── DATA TO EXAMINE ──

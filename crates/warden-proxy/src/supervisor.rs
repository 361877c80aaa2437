//! Provider process supervision
//!
//! The supervisor keeps exactly one live process per configured provider id. Each
//! process gets:
//! - a [`ProviderChannel`] over its stdin/stdout
//! - an append-mode log sink receiving its stderr (and optionally its raw stdout)
//! - a monitor task owning the OS handle, which either observes a natural exit or
//!   carries out a stop request
//!
//! Entries are tagged with a per-launch instance id so that the exit of a replaced
//! process never tears down its successor.

use crate::channel::{initialize_params, ChannelOptions, MirrorSink, ProviderChannel};
use crate::terminate::terminate_tree;
use std::collections::{BTreeMap, HashMap};
use std::fmt;
use std::path::PathBuf;
use std::process::Stdio;
use std::sync::Arc;
use std::time::Duration;
use tokio::process::{Child, Command};
use tokio::sync::{oneshot, Mutex};
use tokio::task::JoinHandle;
use tokio::time::timeout;
use tracing::{debug, error, info, warn};
use uuid::Uuid;
use warden_config::logging::open_append;
use warden_config::{AppConfig, ConfigDir, Fingerprint, ProviderSpec};
use warden_foundation::protocol::methods;
use warden_foundation::{WardenError, WardenResult};

/// How long a stop waits for the killed process to be reaped
const REAP_TIMEOUT: Duration = Duration::from_secs(5);

/// Lifecycle state of a provider process
#[derive(Debug, Clone, Copy, PartialEq, Eq)]
pub enum ProcessStatus {
    /// Spawned, handshake not finished
    Starting,
    Running,
    /// Observed by the monitor; the entry is removed right after
    Exited,
}

impl fmt::Display for ProcessStatus {
    fn fmt(&self, f: &mut fmt::Formatter<'_>) -> fmt::Result {
        let name = match self {
            Self::Starting => "starting",
            Self::Running => "running",
            Self::Exited => "exited",
        };
        f.write_str(name)
    }
}

/// Settings shared by every process a supervisor launches
#[derive(Debug, Clone)]
pub struct SupervisorOptions {
    /// Working directory of provider processes
    pub config_root: PathBuf,
    /// Directory of per-provider log sinks
    pub log_dir: PathBuf,
    pub channel: ChannelOptions,
    pub handshake_timeout: Duration,
    pub mirror_stdout: bool,
}

impl SupervisorOptions {
    pub fn new(config_dir: &ConfigDir, config: &AppConfig) -> Self {
        Self {
            config_root: config_dir.root().to_path_buf(),
            log_dir: config_dir.log_dir(),
            channel: ChannelOptions {
                request_timeout: config.request_timeout(),
                max_buffer_bytes: config.max_buffer_bytes,
            },
            handshake_timeout: config.handshake_timeout(),
            mirror_stdout: config.mirror_stdout,
        }
    }

    fn provider_log_path(&self, provider_id: &str) -> PathBuf {
        self.log_dir.join(format!("{}.log", provider_id))
    }
}

/// A live provider process
struct ProviderProcess {
    instance: Uuid,
    pid: Option<u32>,
    fingerprint: Fingerprint,
    status: ProcessStatus,
    channel: ProviderChannel,
    kill_tx: Option<oneshot::Sender<()>>,
    monitor: JoinHandle<()>,
}

type ProcessTable = Arc<Mutex<HashMap<String, ProviderProcess>>>;

/// Outcome of one [`ProcessSupervisor::reconcile`] pass
#[derive(Debug, Default, Clone, PartialEq, Eq)]
pub struct ReconcileSummary {
    pub stopped: Vec<String>,
    pub started: Vec<String>,
    /// Providers whose launch failed; they stay absent until the next pass
    pub failed: Vec<String>,
}

impl ReconcileSummary {
    pub fn is_noop(&self) -> bool {
        self.stopped.is_empty() && self.started.is_empty() && self.failed.is_empty()
    }
}

/// Owner of all provider processes
pub struct ProcessSupervisor {
    options: SupervisorOptions,
    processes: ProcessTable,
}

impl ProcessSupervisor {
    pub fn new(options: SupervisorOptions) -> Self {
        Self {
            options,
            processes: Arc::new(Mutex::new(HashMap::new())),
        }
    }

    /// Bring the running set in line with `specs`: stops first, then starts.
    /// A provider whose spec fingerprint is unchanged is left untouched.
    pub async fn reconcile(&self, specs: &BTreeMap<String, ProviderSpec>) -> ReconcileSummary {
        let mut desired: BTreeMap<&String, Fingerprint> = BTreeMap::new();
        for (provider_id, spec) in specs {
            match spec.fingerprint() {
                Ok(fingerprint) => {
                    desired.insert(provider_id, fingerprint);
                }
                Err(e) => {
                    error!(provider_id = %provider_id, error = %e, "Cannot fingerprint provider spec, skipping");
                }
            }
        }

        let running: HashMap<String, Fingerprint> = self
            .processes
            .lock()
            .await
            .iter()
            .map(|(id, process)| (id.clone(), process.fingerprint.clone()))
            .collect();

        let mut summary = ReconcileSummary::default();

        let mut to_stop: Vec<&String> = running
            .iter()
            .filter(|(id, fingerprint)| desired.get(id) != Some(*fingerprint))
            .map(|(id, _)| id)
            .collect();
        to_stop.sort();
        for provider_id in to_stop {
            if desired.contains_key(provider_id) {
                info!(provider_id = %provider_id, "Provider spec changed, restarting");
            }
            self.stop(provider_id).await;
            summary.stopped.push(provider_id.clone());
        }

        for (provider_id, fingerprint) in &desired {
            if running.get(*provider_id) == Some(fingerprint) {
                continue;
            }
            let spec = &specs[*provider_id];
            match self.start(provider_id, spec).await {
                Ok(()) => summary.started.push((*provider_id).clone()),
                Err(e) => {
                    error!(provider_id = %provider_id, error = %e, "Failed to start provider");
                    summary.failed.push((*provider_id).clone());
                }
            }
        }

        if summary.is_noop() {
            debug!("Provider processes already match configuration");
        }
        summary
    }

    /// Launch a provider process and perform the MCP handshake.
    ///
    /// Any process already registered under `provider_id` is stopped first.
    pub async fn start(&self, provider_id: &str, spec: &ProviderSpec) -> WardenResult<()> {
        let fingerprint = spec.fingerprint()?;
        if self.processes.lock().await.contains_key(provider_id) {
            self.stop(provider_id).await;
        }

        let log_file = open_append(&self.options.provider_log_path(provider_id))?;
        let stderr_sink = log_file.try_clone()?;
        let mirror: Option<MirrorSink> = if self.options.mirror_stdout {
            Some(Box::new(tokio::fs::File::from_std(log_file.try_clone()?)))
        } else {
            None
        };

        let mut command = Command::new(&spec.command);
        command
            .args(&spec.args)
            .envs(&spec.env)
            .current_dir(&self.options.config_root)
            .stdin(Stdio::piped())
            .stdout(Stdio::piped())
            .stderr(Stdio::from(stderr_sink))
            .kill_on_drop(true);
        #[cfg(unix)]
        command.process_group(0);

        let mut child = command
            .spawn()
            .map_err(|e| WardenError::spawn(provider_id, format!("{}: {}", spec.command, e)))?;

        let pid = child.id();
        let stdin = child
            .stdin
            .take()
            .ok_or_else(|| WardenError::spawn(provider_id, "stdin was not captured"))?;
        let stdout = child
            .stdout
            .take()
            .ok_or_else(|| WardenError::spawn(provider_id, "stdout was not captured"))?;

        let channel = ProviderChannel::spawn(provider_id, stdout, stdin, self.options.channel, mirror);
        let instance = Uuid::new_v4();
        let (kill_tx, kill_rx) = oneshot::channel();
        let monitor = tokio::spawn(monitor_process(
            provider_id.to_string(),
            instance,
            child,
            kill_rx,
            channel.clone(),
            self.processes.clone(),
        ));

        self.processes.lock().await.insert(
            provider_id.to_string(),
            ProviderProcess {
                instance,
                pid,
                fingerprint,
                status: ProcessStatus::Starting,
                channel: channel.clone(),
                kill_tx: Some(kill_tx),
                monitor,
            },
        );
        info!(provider_id = %provider_id, pid = ?pid, command = %spec.command, "Started provider process");

        self.handshake(provider_id, &channel).await;

        if let Some(process) = self.processes.lock().await.get_mut(provider_id) {
            if process.instance == instance {
                process.status = ProcessStatus::Running;
            }
        }
        Ok(())
    }

    /// `initialize` + `notifications/initialized`. Failure is logged only, so
    /// providers that skip the handshake remain usable.
    async fn handshake(&self, provider_id: &str, channel: &ProviderChannel) {
        let result = channel
            .request_with_timeout(
                methods::INITIALIZE,
                initialize_params(),
                self.options.handshake_timeout,
            )
            .await;

        match result {
            Ok(server_info) => {
                debug!(
                    provider_id = %provider_id,
                    server = ?server_info.get("serverInfo"),
                    "Provider initialized"
                );
                if let Err(e) = channel.notify(methods::INITIALIZED, None).await {
                    warn!(provider_id = %provider_id, error = %e, "Failed to send initialized notification");
                }
            }
            Err(e) => {
                warn!(provider_id = %provider_id, error = %e, "Provider handshake failed");
            }
        }
    }

    /// Forcefully terminate a provider and its process group. No-op when the
    /// provider is not running.
    pub async fn stop(&self, provider_id: &str) {
        let Some(mut process) = self.processes.lock().await.remove(provider_id) else {
            debug!(provider_id = %provider_id, "Stop requested for provider that is not running");
            return;
        };

        if let Some(kill_tx) = process.kill_tx.take() {
            let _ = kill_tx.send(());
        }
        if timeout(REAP_TIMEOUT * 2, &mut process.monitor).await.is_err() {
            warn!(provider_id = %provider_id, pid = ?process.pid, "Provider monitor did not finish in time");
            process.monitor.abort();
        }
        process.channel.close("provider stopped").await;
        info!(provider_id = %provider_id, pid = ?process.pid, "Stopped provider process");
    }

    /// Stop every provider (gateway shutdown)
    pub async fn stop_all(&self) {
        for provider_id in self.running_ids().await {
            self.stop(&provider_id).await;
        }
    }

    /// Channel of a running provider
    pub async fn channel(&self, provider_id: &str) -> Option<ProviderChannel> {
        self.processes
            .lock()
            .await
            .get(provider_id)
            .map(|process| process.channel.clone())
    }

    pub async fn status(&self, provider_id: &str) -> Option<ProcessStatus> {
        self.processes
            .lock()
            .await
            .get(provider_id)
            .map(|process| process.status)
    }

    pub async fn pid(&self, provider_id: &str) -> Option<u32> {
        self.processes
            .lock()
            .await
            .get(provider_id)
            .and_then(|process| process.pid)
    }

    /// Ids of all registered providers, sorted
    pub async fn running_ids(&self) -> Vec<String> {
        let mut ids: Vec<String> = self.processes.lock().await.keys().cloned().collect();
        ids.sort();
        ids
    }
}

/// Owns the OS process until it exits on its own or a stop is requested
async fn monitor_process(
    provider_id: String,
    instance: Uuid,
    mut child: Child,
    kill_rx: oneshot::Receiver<()>,
    channel: ProviderChannel,
    processes: ProcessTable,
) {
    let pid = child.id();
    tokio::select! {
        status = child.wait() => {
            match status {
                Ok(status) => info!(
                    provider_id = %provider_id,
                    pid = ?pid,
                    code = ?status.code(),
                    "Provider process exited"
                ),
                Err(e) => warn!(provider_id = %provider_id, pid = ?pid, error = %e, "Failed to wait for provider process"),
            }
            channel.close("process exited").await;

            let mut table = processes.lock().await;
            if let Some(process) = table.get_mut(&provider_id) {
                if process.instance == instance {
                    process.status = ProcessStatus::Exited;
                    debug!(provider_id = %provider_id, status = %process.status, "Removing provider entry");
                    table.remove(&provider_id);
                }
            }
        }
        // Also fires when the sender is dropped with its entry
        _ = kill_rx => {
            if let Err(e) = terminate_tree(&provider_id, &mut child) {
                warn!(provider_id = %provider_id, pid = ?pid, error = %e, "Failed to signal provider process");
            }
            match timeout(REAP_TIMEOUT, child.wait()).await {
                Ok(Ok(status)) => debug!(provider_id = %provider_id, code = ?status.code(), "Provider process reaped"),
                Ok(Err(e)) => warn!(provider_id = %provider_id, error = %e, "Failed to reap provider process"),
                Err(_) => warn!(provider_id = %provider_id, pid = ?pid, "Provider process did not exit after SIGKILL"),
            }
            channel.close("provider stopped").await;
        }
    }
}
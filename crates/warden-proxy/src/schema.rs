//! Conversion of provider parameter schemas into parameter contracts
//!
//! Provider schemas are JSON-Schema-like documents of varying quality. They are
//! first read into a [`SchemaNode`] tree (every input maps to some node, unknown or
//! malformed parts become [`SchemaNode::Unknown`]) and the tree is then folded into
//! a [`ParamContract`]. Neither step can fail.

use serde_json::{Map, Value};
use std::collections::BTreeMap;
use tracing::debug;
use warden_foundation::{Field, ParamContract};

/// A parameter schema node, reduced to the shapes the gateway understands
#[derive(Debug, Clone, PartialEq)]
pub enum SchemaNode {
    String {
        choices: Option<Vec<String>>,
        description: Option<String>,
    },
    Number {
        description: Option<String>,
    },
    Boolean {
        description: Option<String>,
    },
    Array {
        items: Box<SchemaNode>,
        description: Option<String>,
    },
    Object {
        /// `None` when the schema declares no `properties`
        properties: Option<BTreeMap<String, SchemaNode>>,
        required: Vec<String>,
        forbid_additional: bool,
        description: Option<String>,
    },
    /// Missing, unknown, or malformed type
    Unknown {
        description: Option<String>,
    },
}

impl SchemaNode {
    /// Read a schema document. Total: anything unrecognized becomes `Unknown`.
    pub fn parse(schema: &Value) -> Self {
        let Some(object) = schema.as_object() else {
            return Self::Unknown { description: None };
        };
        let description = object
            .get("description")
            .and_then(Value::as_str)
            .map(str::to_string);

        match object.get("type").and_then(Value::as_str) {
            Some("string") => Self::String {
                choices: string_choices(object),
                description,
            },
            Some("number") | Some("integer") => Self::Number { description },
            Some("boolean") => Self::Boolean { description },
            Some("array") => Self::Array {
                items: Box::new(
                    object
                        .get("items")
                        .map(Self::parse)
                        .unwrap_or(Self::Unknown { description: None }),
                ),
                description,
            },
            Some("object") => Self::Object {
                properties: object.get("properties").and_then(Value::as_object).map(|props| {
                    props
                        .iter()
                        .map(|(name, child)| (name.clone(), Self::parse(child)))
                        .collect()
                }),
                required: object
                    .get("required")
                    .and_then(Value::as_array)
                    .map(|names| {
                        names
                            .iter()
                            .filter_map(Value::as_str)
                            .map(str::to_string)
                            .collect()
                    })
                    .unwrap_or_default(),
                forbid_additional: object.get("additionalProperties") == Some(&Value::Bool(false)),
                description,
            },
            other => {
                if let Some(kind) = other {
                    debug!(schema_type = %kind, "Unsupported schema type, using an unconstrained contract");
                }
                Self::Unknown { description }
            }
        }
    }

    fn description(&self) -> Option<&String> {
        match self {
            Self::String { description, .. }
            | Self::Number { description }
            | Self::Boolean { description }
            | Self::Array { description, .. }
            | Self::Object { description, .. }
            | Self::Unknown { description } => description.as_ref(),
        }
    }

    /// Fold the tree into a parameter contract
    pub fn to_contract(&self) -> ParamContract {
        let contract = match self {
            Self::String { choices, .. } => match choices {
                Some(choices) => ParamContract::choice(choices.clone()),
                None => ParamContract::string(),
            },
            Self::Number { .. } => ParamContract::number(),
            Self::Boolean { .. } => ParamContract::boolean(),
            Self::Array { items, .. } => ParamContract::array(items.to_contract()),
            Self::Object {
                properties: Some(properties),
                required,
                forbid_additional,
                ..
            } => {
                let fields = properties
                    .iter()
                    .map(|(name, node)| {
                        let field = Field {
                            contract: node.to_contract(),
                            optional: !required.contains(name),
                        };
                        (name.clone(), field)
                    })
                    .collect();
                ParamContract::object(fields, *forbid_additional)
            }
            Self::Object {
                properties: None,
                forbid_additional: true,
                ..
            } => ParamContract::object(BTreeMap::new(), true),
            Self::Object {
                properties: None, ..
            } => ParamContract::map(),
            Self::Unknown { .. } => ParamContract::any(),
        };

        match self.description() {
            Some(description) => contract.with_description(description.clone()),
            None => contract,
        }
    }
}

/// String enumerations; non-string members are ignored
fn string_choices(object: &Map<String, Value>) -> Option<Vec<String>> {
    let values = object.get("enum")?.as_array()?;
    let choices: Vec<String> = values
        .iter()
        .filter_map(Value::as_str)
        .map(str::to_string)
        .collect();
    (!choices.is_empty()).then_some(choices)
}

/// Convert a provider's parameter schema into a contract
pub fn adapt_schema(schema: &Value) -> ParamContract {
    SchemaNode::parse(schema).to_contract()
}
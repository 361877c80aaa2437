//! Foundation Layer - error taxonomy, wire model, and parameter contracts
//!
//! This crate provides the building blocks shared by every warden crate:
//! - Error types for transport channels and the gateway as a whole
//! - JSON-RPC 2.0 message types and MCP method names
//! - The tool model (descriptors, bindings, composite names)
//! - Parameter contracts used to validate tool arguments

pub mod contract;
pub mod error;
pub mod model;
pub mod protocol;

// Re-export commonly used types for convenience
pub use contract::{ContractKind, ContractViolation, Field, ParamContract};
pub use error::*;
pub use model::*;
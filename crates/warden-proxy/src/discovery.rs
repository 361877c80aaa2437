//! Tool discovery and invocation against running providers

use crate::channel::ProviderChannel;
use crate::supervisor::{ProcessSupervisor, SupervisorOptions};
use async_trait::async_trait;
use serde_json::{json, Value};
use tracing::{debug, info, warn};
use warden_config::ProviderSpec;
use warden_foundation::protocol::methods;
use warden_foundation::{ChannelError, ToolDescriptor, WardenError, WardenResult};

/// Upper bound on `tools/list` pages followed for one catalog
const MAX_CATALOG_PAGES: usize = 64;

/// Catalog and invocation access to providers, by id
#[async_trait]
pub trait ProviderClient: Send + Sync {
    /// The provider's tool catalog. An empty catalog is not an error.
    async fn list_tools(&self, provider_id: &str) -> WardenResult<Vec<ToolDescriptor>>;

    /// Invoke one tool and return the provider's result unchanged
    async fn call_tool(&self, provider_id: &str, tool_name: &str, arguments: Value) -> WardenResult<Value>;
}

#[async_trait]
impl ProviderClient for ProcessSupervisor {
    async fn list_tools(&self, provider_id: &str) -> WardenResult<Vec<ToolDescriptor>> {
        let channel = self
            .channel(provider_id)
            .await
            .ok_or_else(|| WardenError::NotRunning(provider_id.to_string()))?;
        Ok(list_tools(&channel).await?)
    }

    async fn call_tool(&self, provider_id: &str, tool_name: &str, arguments: Value) -> WardenResult<Value> {
        let channel = self
            .channel(provider_id)
            .await
            .ok_or_else(|| WardenError::NotRunning(provider_id.to_string()))?;
        Ok(call_tool(&channel, tool_name, arguments).await?)
    }
}

/// Fetch a provider's full catalog, following `nextCursor` pagination
pub async fn list_tools(channel: &ProviderChannel) -> Result<Vec<ToolDescriptor>, ChannelError> {
    let mut tools = Vec::new();
    let mut cursor: Option<String> = None;

    for _ in 0..MAX_CATALOG_PAGES {
        let params = match &cursor {
            Some(cursor) => json!({ "cursor": cursor }),
            None => json!({}),
        };
        let page = channel.request(methods::TOOLS_LIST, params).await?;

        if let Some(entries) = page.get("tools").and_then(Value::as_array) {
            for entry in entries {
                match serde_json::from_value::<ToolDescriptor>(entry.clone()) {
                    Ok(descriptor) => tools.push(descriptor),
                    Err(e) => warn!(
                        provider_id = %channel.provider_id(),
                        error = %e,
                        "Skipping malformed catalog entry"
                    ),
                }
            }
        }

        cursor = page
            .get("nextCursor")
            .and_then(Value::as_str)
            .filter(|next| !next.is_empty())
            .map(str::to_string);
        if cursor.is_none() {
            break;
        }
    }

    if cursor.is_some() {
        warn!(
            provider_id = %channel.provider_id(),
            pages = MAX_CATALOG_PAGES,
            "Catalog pagination limit reached, ignoring remaining pages"
        );
    }

    debug!(provider_id = %channel.provider_id(), tools_count = tools.len(), "Discovered tools");
    Ok(tools)
}

/// Forward an invocation as `tools/call {name, arguments}`
pub async fn call_tool(
    channel: &ProviderChannel,
    tool_name: &str,
    arguments: Value,
) -> Result<Value, ChannelError> {
    channel
        .request(
            methods::TOOLS_CALL,
            json!({ "name": tool_name, "arguments": arguments }),
        )
        .await
}

/// Start a provider transiently, list its tools, and stop it again.
///
/// Returns tool names in ascending order. Used to bootstrap the authorization
/// policy.
pub async fn discover(
    provider_id: &str,
    spec: &ProviderSpec,
    options: SupervisorOptions,
) -> WardenResult<Vec<String>> {
    let supervisor = ProcessSupervisor::new(options);
    supervisor.start(provider_id, spec).await?;

    let catalog = supervisor.list_tools(provider_id).await;
    supervisor.stop(provider_id).await;

    let mut names: Vec<String> = catalog?.into_iter().map(|tool| tool.name).collect();
    names.sort();
    names.dedup();
    info!(provider_id = %provider_id, tools = ?names, "Discovered provider tools");
    Ok(names)
}
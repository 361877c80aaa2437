//! The two externally edited configuration documents
//!
//! - `config.json`: which provider processes to run
//!   (`{"mcpServers": {"<id>": {"command", "args", "env"}}}`)
//! - `controls.json`: which of their tools may be exposed
//!   (`{"authorizedMcpServers": {"<id>": {"authorizedTools": [...]}}}`)
//!
//! Both are re-read on every reconciliation tick and fingerprinted by canonical
//! content.

use crate::fingerprint::Fingerprint;
use serde::de::DeserializeOwned;
use serde::{Deserialize, Serialize};
use serde_json::Value;
use std::collections::BTreeMap;
use std::path::{Path, PathBuf};
use tracing::{debug, warn};
use warden_foundation::{is_valid_provider_id, WardenError, WardenResult};

/// File name of the provider specification document
pub const PROVIDER_DOCUMENT_FILE: &str = "config.json";
/// File name of the authorization policy document
pub const POLICY_DOCUMENT_FILE: &str = "controls.json";
/// File name of the optional gateway settings
pub const SETTINGS_FILE: &str = "warden.toml";
/// Directory (under the config root) holding gateway and provider logs
pub const LOG_DIR: &str = "logs";

/// How to launch one provider process
#[derive(Debug, Clone, PartialEq, Eq, Serialize, Deserialize)]
pub struct ProviderSpec {
    pub command: String,
    #[serde(default)]
    pub args: Vec<String>,
    #[serde(default, skip_serializing_if = "BTreeMap::is_empty")]
    pub env: BTreeMap<String, String>,
}

impl ProviderSpec {
    pub fn new(command: impl Into<String>, args: Vec<String>) -> Self {
        Self {
            command: command.into(),
            args,
            env: BTreeMap::new(),
        }
    }

    /// Canonical content fingerprint, used to decide whether a running process
    /// must be restarted
    pub fn fingerprint(&self) -> WardenResult<Fingerprint> {
        Fingerprint::of(self)
    }
}

/// Provider specification document
#[derive(Debug, Clone, Default, PartialEq, Serialize, Deserialize)]
#[serde(rename_all = "camelCase")]
pub struct ProviderDocument {
    #[serde(default)]
    pub mcp_servers: BTreeMap<String, ProviderSpec>,
}

/// Authorized tools of one provider
#[derive(Debug, Clone, Default, PartialEq, Eq, Serialize, Deserialize)]
#[serde(rename_all = "camelCase")]
pub struct ProviderPolicy {
    #[serde(default)]
    pub authorized_tools: Vec<String>,
}

/// Authorization policy document
#[derive(Debug, Clone, Default, PartialEq, Serialize, Deserialize)]
#[serde(rename_all = "camelCase")]
pub struct AuthorizationPolicy {
    #[serde(default)]
    pub authorized_mcp_servers: BTreeMap<String, ProviderPolicy>,
}

impl AuthorizationPolicy {
    /// Tools authorized for a provider (empty when the provider is not listed)
    pub fn authorized_tools(&self, provider_id: &str) -> &[String] {
        self.authorized_mcp_servers
            .get(provider_id)
            .map(|policy| policy.authorized_tools.as_slice())
            .unwrap_or(&[])
    }
}

/// Documents whose entries are keyed by provider id
trait ProviderKeyed {
    fn provider_ids(&mut self) -> Vec<String>;
    fn remove_provider(&mut self, provider_id: &str);
}

impl ProviderKeyed for ProviderDocument {
    fn provider_ids(&mut self) -> Vec<String> {
        self.mcp_servers.keys().cloned().collect()
    }

    fn remove_provider(&mut self, provider_id: &str) {
        self.mcp_servers.remove(provider_id);
    }
}

impl ProviderKeyed for AuthorizationPolicy {
    fn provider_ids(&mut self) -> Vec<String> {
        self.authorized_mcp_servers.keys().cloned().collect()
    }

    fn remove_provider(&mut self, provider_id: &str) {
        self.authorized_mcp_servers.remove(provider_id);
    }
}

/// A parsed document together with the fingerprint of its canonical content
#[derive(Debug, Clone, PartialEq)]
pub struct LoadedDocument<T> {
    pub content: T,
    pub fingerprint: Fingerprint,
}

/// Both documents as read in one tick
#[derive(Debug, Clone, PartialEq)]
pub struct ConfigDocuments {
    pub providers: LoadedDocument<ProviderDocument>,
    pub policy: LoadedDocument<AuthorizationPolicy>,
}

/// Source of configuration documents, consumed read-only on every tick
pub trait DocumentSource: Send + Sync {
    fn load(&self) -> WardenResult<ConfigDocuments>;
}

/// The gateway's configuration root directory and the paths derived from it
#[derive(Debug, Clone, PartialEq, Eq)]
pub struct ConfigDir {
    root: PathBuf,
}

impl ConfigDir {
    pub fn new(root: impl Into<PathBuf>) -> Self {
        Self { root: root.into() }
    }

    /// `~/.warden`, falling back to `./.warden` when no home directory is known
    pub fn default_root() -> PathBuf {
        dirs::home_dir()
            .unwrap_or_else(|| PathBuf::from("."))
            .join(".warden")
    }

    pub fn root(&self) -> &Path {
        &self.root
    }

    pub fn provider_document_path(&self) -> PathBuf {
        self.root.join(PROVIDER_DOCUMENT_FILE)
    }

    pub fn policy_document_path(&self) -> PathBuf {
        self.root.join(POLICY_DOCUMENT_FILE)
    }

    pub fn settings_path(&self) -> PathBuf {
        self.root.join(SETTINGS_FILE)
    }

    pub fn log_dir(&self) -> PathBuf {
        self.root.join(LOG_DIR)
    }

    /// Read and parse the provider specification document
    pub fn load_providers(&self) -> WardenResult<LoadedDocument<ProviderDocument>> {
        load_document(&self.provider_document_path())
    }

    /// Read and parse the authorization policy document
    pub fn load_policy(&self) -> WardenResult<LoadedDocument<AuthorizationPolicy>> {
        load_document(&self.policy_document_path())
    }
}

impl DocumentSource for ConfigDir {
    fn load(&self) -> WardenResult<ConfigDocuments> {
        Ok(ConfigDocuments {
            providers: self.load_providers()?,
            policy: self.load_policy()?,
        })
    }
}

/// Read a JSON document, fingerprint its raw content, and drop entries whose
/// provider id cannot be used to build composite tool names.
fn load_document<T>(path: &Path) -> WardenResult<LoadedDocument<T>>
where
    T: DeserializeOwned + ProviderKeyed,
{
    let text = match std::fs::read_to_string(path) {
        Ok(text) => text,
        Err(e) if e.kind() == std::io::ErrorKind::NotFound => {
            return Err(WardenError::config_missing(path));
        }
        Err(e) => return Err(e.into()),
    };

    let raw: Value = serde_json::from_str(&text).map_err(|e| {
        WardenError::config(format!("Failed to parse {}: {}", path.display(), e))
    })?;
    let fingerprint = Fingerprint::of(&raw)?;
    let mut content: T = serde_json::from_value(raw).map_err(|e| {
        WardenError::config(format!("Unexpected structure in {}: {}", path.display(), e))
    })?;

    for provider_id in content.provider_ids() {
        if !is_valid_provider_id(&provider_id) {
            warn!(
                provider_id = %provider_id,
                path = %path.display(),
                "Ignoring provider entry: id is empty or contains the composite separator"
            );
            content.remove_provider(&provider_id);
        }
    }

    debug!(path = %path.display(), fingerprint = %fingerprint.short(), "Loaded configuration document");
    Ok(LoadedDocument {
        content,
        fingerprint,
    })
}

───

## YOUR INSTRUCTIONS
How many lines of the entries above hold the string "specs"? Reply with the number alone.

## EXERCISE OUTPUT
4